● Exercise prompt
From the entries below, tally the lines with "Full" in them and reply with that figure only.

● Working data
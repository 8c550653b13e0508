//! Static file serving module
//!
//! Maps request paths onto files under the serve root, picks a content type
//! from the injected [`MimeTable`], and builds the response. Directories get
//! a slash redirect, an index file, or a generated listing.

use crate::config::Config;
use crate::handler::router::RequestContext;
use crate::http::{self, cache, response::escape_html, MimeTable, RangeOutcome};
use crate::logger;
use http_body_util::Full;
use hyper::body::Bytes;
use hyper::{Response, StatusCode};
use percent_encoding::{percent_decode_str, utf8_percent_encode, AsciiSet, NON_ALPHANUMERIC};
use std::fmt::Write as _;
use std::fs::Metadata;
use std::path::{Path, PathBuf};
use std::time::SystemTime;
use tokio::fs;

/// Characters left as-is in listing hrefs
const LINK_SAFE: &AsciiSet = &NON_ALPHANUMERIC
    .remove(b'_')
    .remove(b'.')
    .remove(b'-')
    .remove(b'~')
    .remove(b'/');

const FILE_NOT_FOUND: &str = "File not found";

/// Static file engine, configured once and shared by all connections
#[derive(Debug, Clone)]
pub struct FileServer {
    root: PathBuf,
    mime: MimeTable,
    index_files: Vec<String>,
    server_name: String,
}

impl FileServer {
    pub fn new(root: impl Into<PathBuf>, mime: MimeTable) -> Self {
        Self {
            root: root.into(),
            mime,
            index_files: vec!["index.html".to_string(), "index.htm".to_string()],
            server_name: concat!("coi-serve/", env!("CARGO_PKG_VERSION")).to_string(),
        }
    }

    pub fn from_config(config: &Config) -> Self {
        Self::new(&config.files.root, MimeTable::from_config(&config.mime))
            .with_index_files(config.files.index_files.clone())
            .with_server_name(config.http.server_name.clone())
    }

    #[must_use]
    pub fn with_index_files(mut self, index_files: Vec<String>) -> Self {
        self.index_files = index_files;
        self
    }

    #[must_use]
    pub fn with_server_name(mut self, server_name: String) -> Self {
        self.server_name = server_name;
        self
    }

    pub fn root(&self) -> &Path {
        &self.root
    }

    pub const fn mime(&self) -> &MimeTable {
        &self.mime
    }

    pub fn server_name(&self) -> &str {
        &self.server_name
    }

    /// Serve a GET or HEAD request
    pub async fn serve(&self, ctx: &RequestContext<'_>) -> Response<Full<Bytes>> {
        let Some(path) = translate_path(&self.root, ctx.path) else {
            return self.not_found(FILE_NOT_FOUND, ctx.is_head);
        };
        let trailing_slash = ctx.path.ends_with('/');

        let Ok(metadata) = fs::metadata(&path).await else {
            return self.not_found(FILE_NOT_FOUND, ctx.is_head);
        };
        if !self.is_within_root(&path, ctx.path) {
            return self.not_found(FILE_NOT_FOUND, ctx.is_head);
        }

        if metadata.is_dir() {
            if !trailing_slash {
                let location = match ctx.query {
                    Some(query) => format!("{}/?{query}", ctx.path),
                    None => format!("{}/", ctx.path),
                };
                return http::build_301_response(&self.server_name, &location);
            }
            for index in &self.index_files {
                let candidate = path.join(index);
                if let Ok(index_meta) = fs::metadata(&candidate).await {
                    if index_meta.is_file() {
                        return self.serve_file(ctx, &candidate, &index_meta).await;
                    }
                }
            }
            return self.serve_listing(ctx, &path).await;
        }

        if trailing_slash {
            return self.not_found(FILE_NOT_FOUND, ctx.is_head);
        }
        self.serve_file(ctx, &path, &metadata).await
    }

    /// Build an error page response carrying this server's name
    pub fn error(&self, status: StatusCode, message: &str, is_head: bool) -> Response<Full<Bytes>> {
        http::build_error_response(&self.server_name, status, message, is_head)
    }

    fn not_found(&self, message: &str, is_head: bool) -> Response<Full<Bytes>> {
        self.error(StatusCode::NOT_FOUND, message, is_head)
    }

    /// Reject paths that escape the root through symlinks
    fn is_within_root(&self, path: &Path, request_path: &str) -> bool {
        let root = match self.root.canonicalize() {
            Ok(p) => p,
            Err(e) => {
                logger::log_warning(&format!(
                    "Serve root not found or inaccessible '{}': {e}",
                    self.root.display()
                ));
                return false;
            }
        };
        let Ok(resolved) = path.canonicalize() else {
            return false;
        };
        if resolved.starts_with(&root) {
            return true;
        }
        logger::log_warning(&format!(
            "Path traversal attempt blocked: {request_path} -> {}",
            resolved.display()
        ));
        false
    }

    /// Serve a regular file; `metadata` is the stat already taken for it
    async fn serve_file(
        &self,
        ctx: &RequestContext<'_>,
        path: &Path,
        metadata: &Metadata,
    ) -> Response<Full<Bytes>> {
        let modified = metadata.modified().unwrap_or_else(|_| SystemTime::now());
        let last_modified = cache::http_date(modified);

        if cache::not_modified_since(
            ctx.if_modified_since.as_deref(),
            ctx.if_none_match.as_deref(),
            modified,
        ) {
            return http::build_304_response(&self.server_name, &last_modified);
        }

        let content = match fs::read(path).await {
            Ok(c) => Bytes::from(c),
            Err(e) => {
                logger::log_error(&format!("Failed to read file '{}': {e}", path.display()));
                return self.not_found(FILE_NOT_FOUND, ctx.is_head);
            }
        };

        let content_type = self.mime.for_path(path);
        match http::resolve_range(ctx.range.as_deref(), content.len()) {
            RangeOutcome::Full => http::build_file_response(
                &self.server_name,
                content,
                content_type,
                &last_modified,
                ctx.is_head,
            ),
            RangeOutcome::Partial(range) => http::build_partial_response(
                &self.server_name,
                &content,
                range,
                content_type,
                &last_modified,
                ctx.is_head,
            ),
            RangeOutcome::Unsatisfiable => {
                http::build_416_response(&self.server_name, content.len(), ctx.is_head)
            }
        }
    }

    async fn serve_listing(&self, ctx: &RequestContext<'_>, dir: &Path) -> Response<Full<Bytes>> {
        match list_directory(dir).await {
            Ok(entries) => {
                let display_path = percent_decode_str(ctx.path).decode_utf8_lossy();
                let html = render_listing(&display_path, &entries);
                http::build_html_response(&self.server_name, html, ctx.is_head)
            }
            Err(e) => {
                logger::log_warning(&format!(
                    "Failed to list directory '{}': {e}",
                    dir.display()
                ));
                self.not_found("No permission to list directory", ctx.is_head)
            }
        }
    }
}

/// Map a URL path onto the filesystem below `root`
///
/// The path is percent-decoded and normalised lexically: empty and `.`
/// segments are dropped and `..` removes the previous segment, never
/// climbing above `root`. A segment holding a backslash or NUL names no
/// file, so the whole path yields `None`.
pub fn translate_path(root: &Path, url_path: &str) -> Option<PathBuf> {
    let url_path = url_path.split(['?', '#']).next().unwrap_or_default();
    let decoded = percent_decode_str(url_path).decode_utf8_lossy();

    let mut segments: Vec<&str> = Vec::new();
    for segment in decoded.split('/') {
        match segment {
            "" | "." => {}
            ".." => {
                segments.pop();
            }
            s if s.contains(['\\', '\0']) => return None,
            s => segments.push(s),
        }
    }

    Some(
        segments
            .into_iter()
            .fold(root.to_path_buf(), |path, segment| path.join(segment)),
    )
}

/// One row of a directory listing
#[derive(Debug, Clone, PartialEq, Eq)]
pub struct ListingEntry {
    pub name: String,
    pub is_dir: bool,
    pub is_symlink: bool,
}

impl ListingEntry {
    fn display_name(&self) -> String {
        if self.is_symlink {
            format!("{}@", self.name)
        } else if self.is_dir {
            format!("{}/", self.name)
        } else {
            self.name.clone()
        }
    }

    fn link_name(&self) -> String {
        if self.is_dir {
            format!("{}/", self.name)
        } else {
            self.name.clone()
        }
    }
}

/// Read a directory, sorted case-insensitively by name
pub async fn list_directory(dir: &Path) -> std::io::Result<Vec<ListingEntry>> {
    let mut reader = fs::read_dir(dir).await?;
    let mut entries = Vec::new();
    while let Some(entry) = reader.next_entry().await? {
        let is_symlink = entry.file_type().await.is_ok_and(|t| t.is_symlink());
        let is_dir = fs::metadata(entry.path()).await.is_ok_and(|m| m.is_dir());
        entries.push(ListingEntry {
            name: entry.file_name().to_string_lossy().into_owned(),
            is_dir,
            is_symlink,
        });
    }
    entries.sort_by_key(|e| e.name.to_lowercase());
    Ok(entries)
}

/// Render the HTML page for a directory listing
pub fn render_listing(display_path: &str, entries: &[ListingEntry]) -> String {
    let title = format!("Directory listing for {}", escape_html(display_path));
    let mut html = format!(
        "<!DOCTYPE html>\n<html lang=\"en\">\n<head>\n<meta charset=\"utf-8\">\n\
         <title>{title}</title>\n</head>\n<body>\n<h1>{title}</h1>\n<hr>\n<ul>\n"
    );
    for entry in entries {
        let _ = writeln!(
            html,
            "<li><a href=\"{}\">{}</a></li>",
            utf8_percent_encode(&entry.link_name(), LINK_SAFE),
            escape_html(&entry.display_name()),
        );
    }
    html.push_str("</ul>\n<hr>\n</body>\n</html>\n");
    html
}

● Result
7